*** Supplied material ***

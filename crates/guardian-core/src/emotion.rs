//! Emotion vector and the decay/delta/clamp update rules.
//!
//! The engine is a pure transformer: it takes the previous vector and a
//! [`ResourceSample`] and returns the next vector. The order is fixed:
//! decay, then the load-driven delta, then a final clamp to [0, 1].

use std::collections::BTreeMap;

use serde::{Deserialize, Serialize};

use crate::config::EmotionConfig;
use crate::types::ResourceSample;

// ── Emotion names ──

#[derive(Debug, Clone, Copy, PartialEq, Eq, PartialOrd, Ord, Hash, Serialize, Deserialize)]
#[serde(rename_all = "lowercase")]
pub enum Emotion {
    Happiness,
    Curiosity,
    Stress,
    Anxiety,
    Confidence,
    Frustration,
    Fear,
    Calm,
}

impl Emotion {
    pub const ALL: [Emotion; 8] = [
        Emotion::Happiness,
        Emotion::Curiosity,
        Emotion::Stress,
        Emotion::Anxiety,
        Emotion::Confidence,
        Emotion::Frustration,
        Emotion::Fear,
        Emotion::Calm,
    ];

    fn index(self) -> usize {
        self as usize
    }

    fn baseline(self) -> f64 {
        match self {
            Emotion::Happiness => 0.5,
            Emotion::Curiosity => 0.6,
            Emotion::Stress => 0.2,
            Emotion::Anxiety => 0.1,
            Emotion::Confidence => 0.5,
            Emotion::Frustration => 0.0,
            Emotion::Fear => 0.0,
            Emotion::Calm => 0.5,
        }
    }
}

impl std::fmt::Display for Emotion {
    fn fmt(&self, f: &mut std::fmt::Formatter<'_>) -> std::fmt::Result {
        let name = match self {
            Emotion::Happiness => "happiness",
            Emotion::Curiosity => "curiosity",
            Emotion::Stress => "stress",
            Emotion::Anxiety => "anxiety",
            Emotion::Confidence => "confidence",
            Emotion::Frustration => "frustration",
            Emotion::Fear => "fear",
            Emotion::Calm => "calm",
        };
        write!(f, "{}", name)
    }
}

// ── Vector ──

/// One value per [`Emotion`], each within [0, 1]. The key set is fixed.
#[derive(Debug, Clone, PartialEq, Serialize, Deserialize)]
#[serde(from = "BTreeMap<Emotion, f64>", into = "BTreeMap<Emotion, f64>")]
pub struct EmotionVector {
    values: [f64; 8],
}

impl Default for EmotionVector {
    fn default() -> Self {
        let mut values = [0.0; 8];
        for e in Emotion::ALL {
            values[e.index()] = e.baseline();
        }
        Self { values }
    }
}

impl EmotionVector {
    /// All emotions at zero.
    pub fn zeroed() -> Self {
        Self { values: [0.0; 8] }
    }

    pub fn get(&self, emotion: Emotion) -> f64 {
        self.values[emotion.index()]
    }

    pub fn set(&mut self, emotion: Emotion, value: f64) {
        self.values[emotion.index()] = clamp_unit(value);
    }

    /// Add `delta` and clamp.
    pub fn nudge(&mut self, emotion: Emotion, delta: f64) {
        let v = self.get(emotion) + delta;
        self.set(emotion, v);
    }

    /// Subtract `amount` from every value, flooring at zero. Never increases a value.
    pub fn decay(&mut self, amount: f64) {
        let amount = amount.max(0.0);
        for v in self.values.iter_mut() {
            *v = (*v - amount).max(0.0);
        }
    }

    pub fn iter(&self) -> impl Iterator<Item = (Emotion, f64)> + '_ {
        Emotion::ALL.iter().map(move |e| (*e, self.get(*e)))
    }

    fn shift(&mut self, emotion: Emotion, delta: f64) {
        self.values[emotion.index()] += delta;
    }

    fn clamp(&mut self) {
        for v in self.values.iter_mut() {
            *v = clamp_unit(*v);
        }
    }
}

impl From<BTreeMap<Emotion, f64>> for EmotionVector {
    fn from(map: BTreeMap<Emotion, f64>) -> Self {
        let mut vector = EmotionVector::default();
        for (emotion, value) in map {
            vector.set(emotion, value);
        }
        vector
    }
}

impl From<EmotionVector> for BTreeMap<Emotion, f64> {
    fn from(vector: EmotionVector) -> Self {
        vector.iter().collect()
    }
}

fn clamp_unit(v: f64) -> f64 {
    if v.is_nan() {
        0.0
    } else {
        v.clamp(0.0, 1.0)
    }
}

// ── Engine ──

/// Which delta branch a sample falls into. Evaluated in declaration order.
#[derive(Debug, Clone, Copy, PartialEq, Eq, Serialize, Deserialize)]
#[serde(rename_all = "snake_case")]
pub enum LoadCondition {
    Overloaded,
    LowBattery,
    Nominal,
}

impl std::fmt::Display for LoadCondition {
    fn fmt(&self, f: &mut std::fmt::Formatter<'_>) -> std::fmt::Result {
        match self {
            LoadCondition::Overloaded => write!(f, "overloaded"),
            LoadCondition::LowBattery => write!(f, "low battery"),
            LoadCondition::Nominal => write!(f, "nominal"),
        }
    }
}

#[derive(Debug, Clone, Default)]
pub struct EmotionEngine {
    config: EmotionConfig,
}

impl EmotionEngine {
    pub fn new(config: EmotionConfig) -> Self {
        Self { config }
    }

    pub fn config(&self) -> &EmotionConfig {
        &self.config
    }

    pub fn classify(&self, sample: &ResourceSample) -> LoadCondition {
        if sample.ram_percent > self.config.overload_percent
            || sample.cpu_percent > self.config.overload_percent
        {
            LoadCondition::Overloaded
        } else if sample.battery_percent < self.config.low_battery_percent {
            LoadCondition::LowBattery
        } else {
            LoadCondition::Nominal
        }
    }

    /// Decay by elapsed time, apply the load delta, clamp.
    pub fn apply(
        &self,
        vector: &EmotionVector,
        sample: &ResourceSample,
        elapsed_seconds: f64,
    ) -> EmotionVector {
        let mut next = vector.clone();
        next.decay(self.config.decay_rate * elapsed_seconds.max(0.0));

        match self.classify(sample) {
            LoadCondition::Overloaded => {
                next.shift(Emotion::Stress, self.config.overload_step);
                next.shift(Emotion::Happiness, -self.config.overload_step);
            }
            LoadCondition::LowBattery => {
                next.shift(Emotion::Anxiety, self.config.low_battery_step);
                next.shift(Emotion::Confidence, -self.config.low_battery_step);
            }
            LoadCondition::Nominal => {
                next.shift(Emotion::Happiness, self.config.recovery_step);
            }
        }

        next.clamp();
        next
    }

    /// Energy limit for this cycle, from the same three-way branch as [`apply`](Self::apply).
    pub fn energy_limit(&self, previous: f64, sample: &ResourceSample) -> f64 {
        let next = match self.classify(sample) {
            LoadCondition::Overloaded => self.config.overload_energy,
            LoadCondition::LowBattery => self.config.low_battery_energy,
            LoadCondition::Nominal => (previous * self.config.energy_recovery).min(1.0),
        };
        clamp_unit(next)
    }
}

*** End of Supplied material ***

■ The problem
The answer should be all lines from the entries above that hold the word "shift".

■ Task answer
    fn shift(&mut self, emotion: Emotion, delta: f64) {
                next.shift(Emotion::Stress, self.config.overload_step);
                next.shift(Emotion::Happiness, -self.config.overload_step);
                next.shift(Emotion::Anxiety, self.config.low_battery_step);
                next.shift(Emotion::Confidence, -self.config.low_battery_step);
                next.shift(Emotion::Happiness, self.config.recovery_step);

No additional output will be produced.